The face image reconstruction method according to an embodiment may further include acquiring (operation S3) second training data including a face image of a search target and a reference face image for the face image of the search target, and performing second training (operation S4) of, based on the second training data, fine-tuning the identity clarification model trained in operation S2.

In operation S3, the processor 110 may configure a second training dataset including <high-resolution reference face image (probe), low-resolution face image> for the search target. For example, the processor 110 may configure the second training data for each search target by using multiple reference face images and low-resolution face images for the respective reference face images. In an example, in operation S3, the processor 110 may apply a scheme of acquiring the training data in operation S1 to acquisition of the second training data in operation S3.

In operation S4, the processor 110 may perform the second training of fine-tuning the identity clarification model trained in operation S2, based on the second training data.

In an example, the second training may include performing generation (operation S21) and discrimination (operation S22) with reference to FIG. 5 to be described later, based on the second training data acquired in operation S3.

In operation S4, the processor 110 executes the second training for fine tuning the identity clarification model trained in operation S2, by using the second training data based on the reference image for the search target. The identity clarification model which has been second-trained in operation S4 is specialized for the search target, and has a capability of reconstructing a low-resolution face image of the search target to be more similar to the search target. Operation S4 will be described with reference to FIG. 7.

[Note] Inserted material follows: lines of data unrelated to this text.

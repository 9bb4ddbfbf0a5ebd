//! Reconnect backoff policy.

use std::time::Duration;

/// Default backoff schedule: 2 s, 4 s, 8 s, 15 s, then a 30 s ceiling.
pub const DEFAULT_BACKOFF_SCHEDULE_SECS: [u64; 5] = [2, 4, 8, 15, 30];

/// Default backup reconnect-timer period.
pub const DEFAULT_BACKUP_INTERVAL: Duration = Duration::from_secs(30);

/// Reconnect timing policy for the tracking channel.
///
/// Attempts are unlimited; the schedule's last entry acts as the ceiling for
/// every attempt past the end. A separate backup timer forces an attempt if
/// the connection is still down when it fires, guarding against the backoff
/// layer stalling.
#[derive(Debug, Clone)]
pub struct ReconnectPolicy {
    /// Delay before each retry, indexed by attempt number (1-based). The
    /// last entry repeats forever.
    pub schedule: Vec<Duration>,

    /// Period of the independent backup reconnect timer.
    pub backup_interval: Duration,
}

impl Default for ReconnectPolicy {
    fn default() -> Self {
        Self {
            schedule: DEFAULT_BACKOFF_SCHEDULE_SECS
                .iter()
                .map(|s| Duration::from_secs(*s))
                .collect(),
            backup_interval: DEFAULT_BACKUP_INTERVAL,
        }
    }
}

impl ReconnectPolicy {
    /// Delay to wait before reconnect attempt number `attempt` (1-based).
    ///
    /// Attempts past the schedule reuse the final (ceiling) entry. An empty
    /// schedule falls back to the backup interval.
    pub fn delay_for_attempt(&self, attempt: u32) -> Duration {
        if self.schedule.is_empty() {
            return self.backup_interval;
        }
        let index = (attempt.max(1) as usize - 1).min(self.schedule.len() - 1);
        self.schedule[index]
    }

    /// The ceiling delay (largest the policy will ever wait).
    pub fn ceiling(&self) -> Duration {
        self.schedule
            .last()
            .copied()
            .unwrap_or(self.backup_interval)
    }
}
//! Presentation sink traits.
//!
//! The map widget and the speech engine are external collaborators: the
//! core hands them geometry and text and never looks back. No-op
//! implementations are provided for tests and headless runs.

use crate::geo::Coordinate;

/// Semantic tag of a map marker.
#[derive(Debug, Clone, Copy, PartialEq, Eq)]
pub enum MarkerKind {
    /// Route origin.
    Start,
    /// Route destination.
    End,
    /// The device's own position.
    User,
    /// A live peer position (pulsing on the remote viewer's map).
    Pulse,
}

/// A tagged marker coordinate.
#[derive(Debug, Clone, Copy, PartialEq)]
pub struct Marker {
    pub coordinate: Coordinate,
    pub kind: MarkerKind,
}

/// Route geometry handed to the map: the full planned line plus the
/// traveled/remaining split around the live position.
#[derive(Debug, Clone, PartialEq, Default)]
pub struct RouteOverlay {
    pub full: Vec<Coordinate>,
    pub traveled: Vec<Coordinate>,
    pub remaining: Vec<Coordinate>,
}

/// Map rendering sink.
pub trait MapSink: Send + Sync {
    /// Redraw the route overlay and its markers.
    fn render_overlay(&self, overlay: &RouteOverlay, markers: &[Marker]);

    /// Move the live position indicator. Longitude first.
    fn update_user_location(&self, lon: f64, lat: f64);
}

/// Speech output sink.
///
/// Implementations fire their own completion/error callbacks; the core only
/// needs `stop()` to be able to silence an utterance mid-way.
pub trait SpeechSink: Send + Sync {
    /// Speak a locale-tagged utterance.
    fn speak(&self, text: &str, locale: &str);

    /// Silence any in-flight utterance.
    fn stop(&self);
}

/// Map sink that draws nothing.
#[derive(Debug, Default)]
pub struct NoopMapSink;

impl MapSink for NoopMapSink {
    fn render_overlay(&self, _overlay: &RouteOverlay, _markers: &[Marker]) {}
    fn update_user_location(&self, _lon: f64, _lat: f64) {}
}

/// Speech sink that stays silent.
#[derive(Debug, Default)]
pub struct NoopSpeechSink;

impl SpeechSink for NoopSpeechSink {
    fn speak(&self, _text: &str, _locale: &str) {}
    fn stop(&self) {}
}
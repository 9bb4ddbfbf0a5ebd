//! Route progress engine.
//!
//! Maps a raw position stream onto a planned route: tracks the current
//! segment index, derives traveled/remaining distance and the traveled/
//! remaining sub-geometries, and signals arrival exactly once.
//!
//! The engine owns all progress state. Samples must be applied in arrival
//! order, and the segment index only moves forward within a session: once
//! advanced, earlier vertices are never searched again, so a noisy fix or a
//! self-intersecting route cannot make the index oscillate. Resuming from a
//! different point is the simulator's explicit seek, which constructs a
//! fresh engine.

use crate::geo::{self, Coordinate, PositionSample, Route};

/// Default arrival epsilon: remaining distance below this counts as arrived.
pub const DEFAULT_ARRIVAL_EPSILON_M: f64 = 20.0;

/// Tunables for the progress engine.
#[derive(Debug, Clone)]
pub struct ProgressConfig {
    /// Remaining distance (meters) under which the final segment counts as
    /// arrived.
    pub arrival_epsilon_m: f64,
}

impl Default for ProgressConfig {
    fn default() -> Self {
        Self {
            arrival_epsilon_m: DEFAULT_ARRIVAL_EPSILON_M,
        }
    }
}

/// Derived progress along the route, recomputed on every sample.
#[derive(Debug, Clone, PartialEq)]
pub struct ProgressState {
    /// Index of the route vertex the vehicle is currently at or past.
    pub current_segment_index: usize,

    /// Distance traveled from the route start, in meters.
    pub traveled_m: f64,

    /// Distance left to the route end, in meters (never negative).
    pub remaining_m: f64,

    /// Prefix of the route up to the current vertex, with the live position
    /// appended.
    pub traveled_geometry: Vec<Coordinate>,

    /// Live position followed by the remaining route suffix.
    pub remaining_geometry: Vec<Coordinate>,
}

impl ProgressState {
    fn empty() -> Self {
        Self {
            current_segment_index: 0,
            traveled_m: 0.0,
            remaining_m: 0.0,
            traveled_geometry: Vec::new(),
            remaining_geometry: Vec::new(),
        }
    }
}

/// Result of applying one position sample.
#[derive(Debug, Clone, PartialEq)]
pub struct ProgressUpdate {
    pub state: ProgressState,

    /// True exactly once, on the sample that first satisfies the arrival
    /// condition.
    pub arrived: bool,
}

/// Stateful progress tracker for one navigation session.
#[derive(Debug)]
pub struct RouteProgress {
    route: Route,
    config: ProgressConfig,
    last_index: usize,
    arrival_signaled: bool,
}

impl RouteProgress {
    /// Create a tracker at the start of `route`.
    pub fn new(route: Route) -> Self {
        Self::with_config(route, ProgressConfig::default())
    }

    /// Create with custom configuration.
    pub fn with_config(route: Route, config: ProgressConfig) -> Self {
        Self {
            route,
            config,
            last_index: 0,
            arrival_signaled: false,
        }
    }

    /// The route being tracked.
    pub fn route(&self) -> &Route {
        &self.route
    }

    /// Current segment index (monotonically non-decreasing).
    pub fn current_index(&self) -> usize {
        self.last_index
    }

    /// Apply the next position sample and recompute progress.
    ///
    /// Degenerate routes (fewer than 2 points) yield an all-zero state and
    /// never arrive.
    pub fn update(&mut self, sample: &PositionSample) -> ProgressUpdate {
        if self.route.len() < 2 {
            return ProgressUpdate {
                state: ProgressState::empty(),
                arrived: false,
            };
        }

        let position = sample.coordinate;
        let points = self.route.points();

        // Search only at or after the last known index.
        let nearest = geo::nearest_point_index(position, &points[self.last_index..]);
        let index = self.last_index + nearest.index;
        self.last_index = index;

        let total = self.route.total_distance();

        // The matched vertex says which segment the sample lies on: the one
        // it starts, unless the sample projects behind it (a nearest-vertex
        // match snaps forward up to half a segment early). Keeping the
        // along-track projection on the right segment is what makes traveled
        // distance non-decreasing on a forward walk.
        let segment = if index + 1 < points.len() {
            let t = geo::along_track_fraction(points[index], points[index + 1], position);
            if t <= 0.0 && index > 0 {
                index - 1
            } else {
                index
            }
        } else {
            index - 1
        };

        let segment_len = self.route.cumulative(segment + 1) - self.route.cumulative(segment);
        let fraction = geo::along_track_fraction(points[segment], points[segment + 1], position)
            .clamp(0.0, 1.0);
        let traveled = self.route.cumulative(segment) + fraction * segment_len;
        let remaining = (total - traveled).max(0.0);

        let mut traveled_geometry: Vec<Coordinate> = points[..=index].to_vec();
        traveled_geometry.push(position);

        let mut remaining_geometry = Vec::with_capacity(points.len() - index + 1);
        remaining_geometry.push(position);
        remaining_geometry.extend_from_slice(&points[index + 1..]);

        let on_final_segment = index >= self.route.len() - 1;
        let arrived = on_final_segment
            && remaining < self.config.arrival_epsilon_m
            && !self.arrival_signaled;
        if arrived {
            self.arrival_signaled = true;
            tracing::info!(
                traveled_m = format!("{traveled:.0}"),
                "Route completed, arrival signaled"
            );
        }

        ProgressUpdate {
            state: ProgressState {
                current_segment_index: index,
                traveled_m: traveled,
                remaining_m: remaining,
                traveled_geometry,
                remaining_geometry,
            },
            arrived,
        }
    }
}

Additionally, the face image reconstruction method according to an embodiment may further include recognizing (operation S5) the search target in the input image by using the identity clarification model second-trained in operation S4.

In operation S5, the processor 110 may execute the trained identity clarification model by taking, as input data, a low-resolution face image extracted from the input image, so as to reconstruct a high-resolution face image from the low-resolution face image.

In operation S5, the processor 110 may determine a similarity between the search target and at least one face area retrieved in the input image, based on the high-resolution face image reconstructed by the identity clarification model, and may determine, based on the determined similarity, whether the search target exists in the at least one face area retrieved in the input image.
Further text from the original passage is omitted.